__DIRECTIONS__. From the listing below, pull each line that includes "parsed".

__AVAILABLE DATA__.
<<<<

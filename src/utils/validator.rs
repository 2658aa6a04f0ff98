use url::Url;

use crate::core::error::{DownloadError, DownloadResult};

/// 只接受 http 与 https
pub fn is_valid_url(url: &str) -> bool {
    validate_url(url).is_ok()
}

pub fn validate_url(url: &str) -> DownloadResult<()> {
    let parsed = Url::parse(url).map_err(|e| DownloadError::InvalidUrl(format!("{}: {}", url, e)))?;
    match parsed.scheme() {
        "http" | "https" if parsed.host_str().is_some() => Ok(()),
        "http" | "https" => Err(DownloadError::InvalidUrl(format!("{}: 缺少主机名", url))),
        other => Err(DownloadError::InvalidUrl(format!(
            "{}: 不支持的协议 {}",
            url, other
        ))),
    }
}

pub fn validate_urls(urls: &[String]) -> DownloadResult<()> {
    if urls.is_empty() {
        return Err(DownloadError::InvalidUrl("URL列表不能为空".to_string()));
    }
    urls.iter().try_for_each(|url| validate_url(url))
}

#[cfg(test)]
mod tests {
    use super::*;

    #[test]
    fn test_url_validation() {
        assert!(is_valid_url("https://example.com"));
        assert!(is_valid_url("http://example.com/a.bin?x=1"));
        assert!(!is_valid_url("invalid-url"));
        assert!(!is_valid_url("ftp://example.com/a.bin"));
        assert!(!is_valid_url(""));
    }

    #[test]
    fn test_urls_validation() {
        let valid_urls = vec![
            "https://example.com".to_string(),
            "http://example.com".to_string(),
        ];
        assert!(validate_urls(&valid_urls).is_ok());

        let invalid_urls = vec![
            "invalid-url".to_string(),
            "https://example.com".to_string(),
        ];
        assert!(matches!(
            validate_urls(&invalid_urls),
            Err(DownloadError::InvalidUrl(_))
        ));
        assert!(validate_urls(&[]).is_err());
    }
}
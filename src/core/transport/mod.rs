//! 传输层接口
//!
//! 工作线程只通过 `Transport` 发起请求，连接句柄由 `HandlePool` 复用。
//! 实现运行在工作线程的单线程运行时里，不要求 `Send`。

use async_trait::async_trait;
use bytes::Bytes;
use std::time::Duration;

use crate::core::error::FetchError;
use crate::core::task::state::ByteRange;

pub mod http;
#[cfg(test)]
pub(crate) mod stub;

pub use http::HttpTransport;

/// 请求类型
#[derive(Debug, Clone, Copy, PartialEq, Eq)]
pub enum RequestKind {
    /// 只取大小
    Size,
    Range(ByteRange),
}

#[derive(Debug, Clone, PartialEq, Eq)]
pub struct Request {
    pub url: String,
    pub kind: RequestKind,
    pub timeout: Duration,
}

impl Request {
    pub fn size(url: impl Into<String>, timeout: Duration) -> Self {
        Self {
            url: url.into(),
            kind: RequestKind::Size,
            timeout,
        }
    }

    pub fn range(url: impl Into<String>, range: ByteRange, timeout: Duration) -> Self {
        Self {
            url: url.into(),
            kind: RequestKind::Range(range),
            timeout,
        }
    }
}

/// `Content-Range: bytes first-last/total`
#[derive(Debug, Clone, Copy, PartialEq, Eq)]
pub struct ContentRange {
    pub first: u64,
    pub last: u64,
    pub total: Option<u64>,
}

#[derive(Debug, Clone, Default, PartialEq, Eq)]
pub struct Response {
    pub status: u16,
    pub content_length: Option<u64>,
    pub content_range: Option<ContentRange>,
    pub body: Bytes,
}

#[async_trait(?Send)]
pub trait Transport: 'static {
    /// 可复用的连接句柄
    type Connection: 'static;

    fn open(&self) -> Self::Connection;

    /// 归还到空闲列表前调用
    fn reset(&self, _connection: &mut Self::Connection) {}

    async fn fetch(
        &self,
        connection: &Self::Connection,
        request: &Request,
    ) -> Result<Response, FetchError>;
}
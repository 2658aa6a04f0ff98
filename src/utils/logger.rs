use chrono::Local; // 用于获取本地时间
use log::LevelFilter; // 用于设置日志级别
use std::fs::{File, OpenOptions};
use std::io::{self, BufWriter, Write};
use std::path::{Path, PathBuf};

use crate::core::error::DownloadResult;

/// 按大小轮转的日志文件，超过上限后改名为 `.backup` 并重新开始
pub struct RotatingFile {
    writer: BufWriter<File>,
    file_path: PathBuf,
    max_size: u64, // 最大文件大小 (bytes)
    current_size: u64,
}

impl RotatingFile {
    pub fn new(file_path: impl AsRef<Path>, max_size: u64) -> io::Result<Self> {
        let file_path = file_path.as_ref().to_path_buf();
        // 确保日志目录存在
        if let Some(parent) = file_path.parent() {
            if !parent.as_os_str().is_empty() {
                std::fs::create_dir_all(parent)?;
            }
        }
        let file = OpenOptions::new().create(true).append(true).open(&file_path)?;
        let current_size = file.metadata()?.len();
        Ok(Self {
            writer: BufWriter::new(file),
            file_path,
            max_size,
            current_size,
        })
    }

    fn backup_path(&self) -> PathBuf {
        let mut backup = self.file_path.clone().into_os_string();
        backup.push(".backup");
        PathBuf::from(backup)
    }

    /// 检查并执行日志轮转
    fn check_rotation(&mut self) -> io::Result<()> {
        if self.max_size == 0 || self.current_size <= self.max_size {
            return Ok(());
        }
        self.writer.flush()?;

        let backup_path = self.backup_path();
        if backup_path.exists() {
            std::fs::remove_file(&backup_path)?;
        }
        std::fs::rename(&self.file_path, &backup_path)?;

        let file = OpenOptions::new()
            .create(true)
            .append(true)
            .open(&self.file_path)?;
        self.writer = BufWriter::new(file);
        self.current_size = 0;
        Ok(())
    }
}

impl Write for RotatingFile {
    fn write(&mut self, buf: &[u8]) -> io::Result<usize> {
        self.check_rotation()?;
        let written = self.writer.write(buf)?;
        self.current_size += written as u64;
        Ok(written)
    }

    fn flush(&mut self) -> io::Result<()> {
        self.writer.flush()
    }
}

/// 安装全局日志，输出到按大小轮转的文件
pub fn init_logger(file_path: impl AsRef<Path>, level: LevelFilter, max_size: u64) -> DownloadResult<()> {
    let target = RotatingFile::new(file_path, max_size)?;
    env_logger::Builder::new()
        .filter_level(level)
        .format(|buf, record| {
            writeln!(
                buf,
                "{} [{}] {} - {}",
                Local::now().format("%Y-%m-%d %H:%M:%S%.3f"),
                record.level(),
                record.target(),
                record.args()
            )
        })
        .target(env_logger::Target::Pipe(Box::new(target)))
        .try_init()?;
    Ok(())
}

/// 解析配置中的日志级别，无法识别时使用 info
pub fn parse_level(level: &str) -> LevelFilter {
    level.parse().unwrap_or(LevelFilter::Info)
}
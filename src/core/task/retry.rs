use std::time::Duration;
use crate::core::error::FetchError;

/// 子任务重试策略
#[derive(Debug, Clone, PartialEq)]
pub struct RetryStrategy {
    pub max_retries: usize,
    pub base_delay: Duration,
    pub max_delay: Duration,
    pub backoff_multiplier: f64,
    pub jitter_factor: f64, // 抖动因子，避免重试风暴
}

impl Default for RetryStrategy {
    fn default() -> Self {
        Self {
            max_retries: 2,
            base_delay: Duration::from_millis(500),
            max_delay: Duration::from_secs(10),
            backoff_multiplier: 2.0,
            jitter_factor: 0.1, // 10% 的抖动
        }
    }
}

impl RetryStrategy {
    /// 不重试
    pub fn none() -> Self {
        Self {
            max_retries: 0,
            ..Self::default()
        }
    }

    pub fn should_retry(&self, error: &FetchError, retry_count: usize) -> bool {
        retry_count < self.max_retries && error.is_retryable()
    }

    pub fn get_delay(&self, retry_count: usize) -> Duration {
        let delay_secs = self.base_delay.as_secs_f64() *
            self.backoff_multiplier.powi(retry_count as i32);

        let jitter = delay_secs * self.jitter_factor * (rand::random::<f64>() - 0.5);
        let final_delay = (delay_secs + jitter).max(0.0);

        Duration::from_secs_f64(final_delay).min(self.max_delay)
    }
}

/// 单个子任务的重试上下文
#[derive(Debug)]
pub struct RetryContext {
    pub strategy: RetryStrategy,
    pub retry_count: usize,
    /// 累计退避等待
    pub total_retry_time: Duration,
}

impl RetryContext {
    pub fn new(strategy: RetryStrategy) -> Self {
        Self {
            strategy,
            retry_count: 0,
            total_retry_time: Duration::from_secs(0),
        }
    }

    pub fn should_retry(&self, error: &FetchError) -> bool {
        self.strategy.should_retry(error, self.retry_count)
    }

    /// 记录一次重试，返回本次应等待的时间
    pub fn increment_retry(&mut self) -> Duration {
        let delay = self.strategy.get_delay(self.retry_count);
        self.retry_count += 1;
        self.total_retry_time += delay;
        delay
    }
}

>>>>

__THE ANSWER__.
    let parsed = Url::parse(url).map_err(|e| DownloadError::InvalidUrl(format!("{}: {}", url, e)))?;
    match parsed.scheme() {
        "http" | "https" if parsed.host_str().is_some() => Ok(()),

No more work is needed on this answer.